Les recherches que Robert et Robinet citent « s’appuient sur l’hypothèse que les élèves peuvent améliorer ou

faciliter leur apprentissage des mathématiques par la prise en compte, par l’enseignant et par eux-mêmes, de tels éléments, de niveau « méta » »22.

Robert et Robinet soulignent cependant les questions méthodologiques de recherches qui visent à montrer cette hypothèse :

- Par quels moyens traquer des éléments de connaissances des sujets (élèves et enseignants) sur leurs connaissances ?

- Comment évaluer l’impact du méta sur la réussite des élèves ?

- Les effets du méta ne sont pas immédiats, ils agissent sur un temps long. Comment les analyser s’ils s’étalent sur des mois voire des années ?
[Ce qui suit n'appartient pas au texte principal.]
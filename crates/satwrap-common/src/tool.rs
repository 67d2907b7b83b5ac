//! Tool identifiers and architecture widths.
//!
//! Executables are looked up by ([`Tool`], [`ArchWidth`]). The set of solvers
//! is closed: a name outside [`Solver::ALL`] is an
//! [`HarnessError::UnknownSolver`].

use std::fmt;
use std::str::FromStr;

use serde::{Deserialize, Serialize};

use crate::HarnessError;

/// Pointer width of the platform the solvers are built for.
#[derive(Debug, Clone, Copy, PartialEq, Eq, Hash, Deserialize, Serialize)]
#[serde(try_from = "u32", into = "u32")]
pub enum ArchWidth {
    /// 32-bit binaries.
    X32,
    /// 64-bit binaries.
    X64,
}

impl ArchWidth {
    /// Width of the running binary.
    pub fn detect() -> Result<Self, HarnessError> {
        Self::from_bits(usize::BITS)
    }

    /// Map a width in bits to an [`ArchWidth`].
    pub fn from_bits(bits: u32) -> Result<Self, HarnessError> {
        match bits {
            32 => Ok(Self::X32),
            64 => Ok(Self::X64),
            _ => Err(HarnessError::UnsupportedArchitecture { bits }),
        }
    }

    /// Width in bits.
    pub const fn bits(self) -> u32 {
        match self {
            Self::X32 => 32,
            Self::X64 => 64,
        }
    }
}

impl TryFrom<u32> for ArchWidth {
    type Error = HarnessError;

    fn try_from(bits: u32) -> Result<Self, Self::Error> {
        Self::from_bits(bits)
    }
}

impl From<ArchWidth> for u32 {
    fn from(width: ArchWidth) -> Self {
        width.bits()
    }
}

impl fmt::Display for ArchWidth {
    fn fmt(&self, f: &mut fmt::Formatter<'_>) -> fmt::Result {
        write!(f, "{}-bit", self.bits())
    }
}

/// A SAT solver that can be run under the supervisor.
#[derive(Debug, Clone, Copy, PartialEq, Eq, Hash)]
pub enum Solver {
    Glucose,
    Clasp,
    Plingeling,
    Picosat,
}

impl Solver {
    /// All known solvers.
    pub const ALL: [Self; 4] = [Self::Glucose, Self::Clasp, Self::Plingeling, Self::Picosat];

    /// Name used on the command line.
    pub const fn name(self) -> &'static str {
        match self {
            Self::Glucose => "glucose",
            Self::Clasp => "clasp",
            Self::Plingeling => "plingeling",
            Self::Picosat => "picosat",
        }
    }
}

impl FromStr for Solver {
    type Err = HarnessError;

    fn from_str(s: &str) -> Result<Self, Self::Err> {
        Self::ALL
            .into_iter()
            .find(|solver| solver.name() == s)
            .ok_or_else(|| HarnessError::unknown_solver(s))
    }
}

impl fmt::Display for Solver {
    fn fmt(&self, f: &mut fmt::Formatter<'_>) -> fmt::Result {
        f.write_str(self.name())
    }
}

/// Any executable in the path table.
#[derive(Debug, Clone, Copy, PartialEq, Eq, Hash)]
pub enum Tool {
    /// One of the SAT solvers.
    Solver(Solver),
    /// The `runsolver` resource-limiting supervisor.
    Supervisor,
}

impl Tool {
    /// Name of the tool, as used for config keys.
    pub const fn name(self) -> &'static str {
        match self {
            Self::Solver(solver) => solver.name(),
            Self::Supervisor => "runsolver",
        }
    }
}

impl From<Solver> for Tool {
    fn from(solver: Solver) -> Self {
        Self::Solver(solver)
    }
}

impl fmt::Display for Tool {
    fn fmt(&self, f: &mut fmt::Formatter<'_>) -> fmt::Result {
        f.write_str(self.name())
    }
}
//! The ParamILS result line.
//!
//! ```text
//! Result for ParamILS: <outcome>, <runtime>, <runlength>, <quality>, <seed>
//! ```
//!
//! Configurators parse this line positionally, so the prefix and field order
//! are fixed.

use std::fmt;

use crate::classify::{Classification, Outcome, Runtime};
use crate::request::Seed;

/// Fixed prefix of the result line.
pub const RESULT_PREFIX: &str = "Result for ParamILS: ";

/// Value reported for the fields the wrapper does not compute.
pub const UNSET: i64 = -1;

/// Outcome of one invocation, ready to print.
#[derive(Debug, Clone, PartialEq)]
pub struct InvocationResult {
    pub outcome: Outcome,
    pub runtime: Runtime,
    pub seed: Seed,
}

impl InvocationResult {
    pub fn new(classification: Classification, seed: Seed) -> Self {
        Self {
            outcome: classification.outcome,
            runtime: classification.runtime,
            seed,
        }
    }
}

impl fmt::Display for InvocationResult {
    fn fmt(&self, f: &mut fmt::Formatter<'_>) -> fmt::Result {
        write!(
            f,
            "{RESULT_PREFIX}{}, {}, {UNSET}, {UNSET}, {}",
            self.outcome, self.runtime, self.seed
        )
    }
}

#[cfg(test)]
mod tests {
    use std::time::Duration;

    use super::*;

    fn fields(line: &str) -> Vec<String> {
        line.strip_prefix(RESULT_PREFIX)
            .expect("missing prefix")
            .split(", ")
            .map(String::from)
            .collect()
    }

    #[test]
    fn test_sat_line() {
        let result = InvocationResult {
            outcome: Outcome::Sat,
            runtime: Runtime::Reported(3.0),
            seed: "1234".parse().unwrap(),
        };

        assert_eq!(
            result.to_string(),
            "Result for ParamILS: SAT, 3.0, -1, -1, 1234"
        );
    }

    #[test]
    fn test_every_branch_has_five_fields() {
        let runtimes = [
            (Outcome::Timeout, Runtime::Cutoff("10".into())),
            (Outcome::Unsat, Runtime::Reported(12.5)),
            (Outcome::Sat, Runtime::Missing),
            (Outcome::Crashed, Runtime::Measured(Duration::from_millis(250))),
        ];

        for (outcome, runtime) in runtimes {
            let line = InvocationResult {
                outcome,
                runtime,
                seed: "-7".parse().unwrap(),
            }
            .to_string();

            let fields = fields(&line);
            assert_eq!(fields.len(), 5, "line: {line}");
            assert_eq!(fields[0], outcome.as_str());
            assert_eq!(fields[2], "-1");
            assert_eq!(fields[3], "-1");
            assert_eq!(fields[4], "-7");
        }
    }

    #[test]
    fn test_seed_is_echoed_verbatim() {
        let result = InvocationResult {
            outcome: Outcome::Sat,
            runtime: Runtime::Reported(0.25),
            seed: "007".parse().unwrap(),
        };

        assert_eq!(
            result.to_string(),
            "Result for ParamILS: SAT, 0.25, -1, -1, 007"
        );
    }

    #[test]
    fn test_missing_runtime_is_empty_field() {
        let result = InvocationResult {
            outcome: Outcome::Unsat,
            runtime: Runtime::Missing,
            seed: "3".parse().unwrap(),
        };

        assert_eq!(result.to_string(), "Result for ParamILS: UNSAT, , -1, -1, 3");
    }
}
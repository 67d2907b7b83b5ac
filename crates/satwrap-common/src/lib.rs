//! Common types, errors, and configuration for satwrap.
//!
//! This crate provides shared functionality used across the satwrap workspace:
//! - Error types using `thiserror` for type-safe error handling
//! - Tool identifiers and host architecture widths
//! - The path table and wrapper configuration, loadable from TOML

pub mod config;
pub mod config_file;
pub mod error;
pub mod tool;

pub use config::{PathTable, ToolPaths, WrapperConfig};
pub use config_file::{ConfigFile, ConfigFileError};
pub use error::HarnessError;
pub use tool::{ArchWidth, Solver, Tool};
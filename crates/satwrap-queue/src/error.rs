//! Error types for queue inspection.

use thiserror::Error;

/// Errors from talking to the job queue store.
#[derive(Error, Debug)]
pub enum QueueError {
    /// The store could not be reached.
    #[error("Failed to connect to queue store at {address}: {source}")]
    Connect {
        /// `host:port` that was dialed.
        address: String,
        #[source]
        source: redis::RedisError,
    },

    /// A length query failed.
    #[error("Failed to read length of list '{key}': {source}")]
    Command {
        /// The list that was queried.
        key: String,
        #[source]
        source: redis::RedisError,
    },
}

/// Result type for queue operations.
pub type QueueResult<T> = std::result::Result<T, QueueError>;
Nous faisons l’hypothèse que dans l’enseignement de notions NEF, le méta fait partie des quelques « bras de levier » qui peuvent être actionnés, permettant d’expliciter quelque peu ce qui ne peut être rigoureusement exposé et de rassurer les élèves quant à des notions qu’ils utilisent alors qu’ils ne peuvent les maîtriser. Cette hypothèse est corroborée par le fait que les questions méthodologiques soulevées par Robert et Robinet au sujet du méta sont aussi au cœur de notre recherche sur le discret et le continu en fin de collège et au lycée.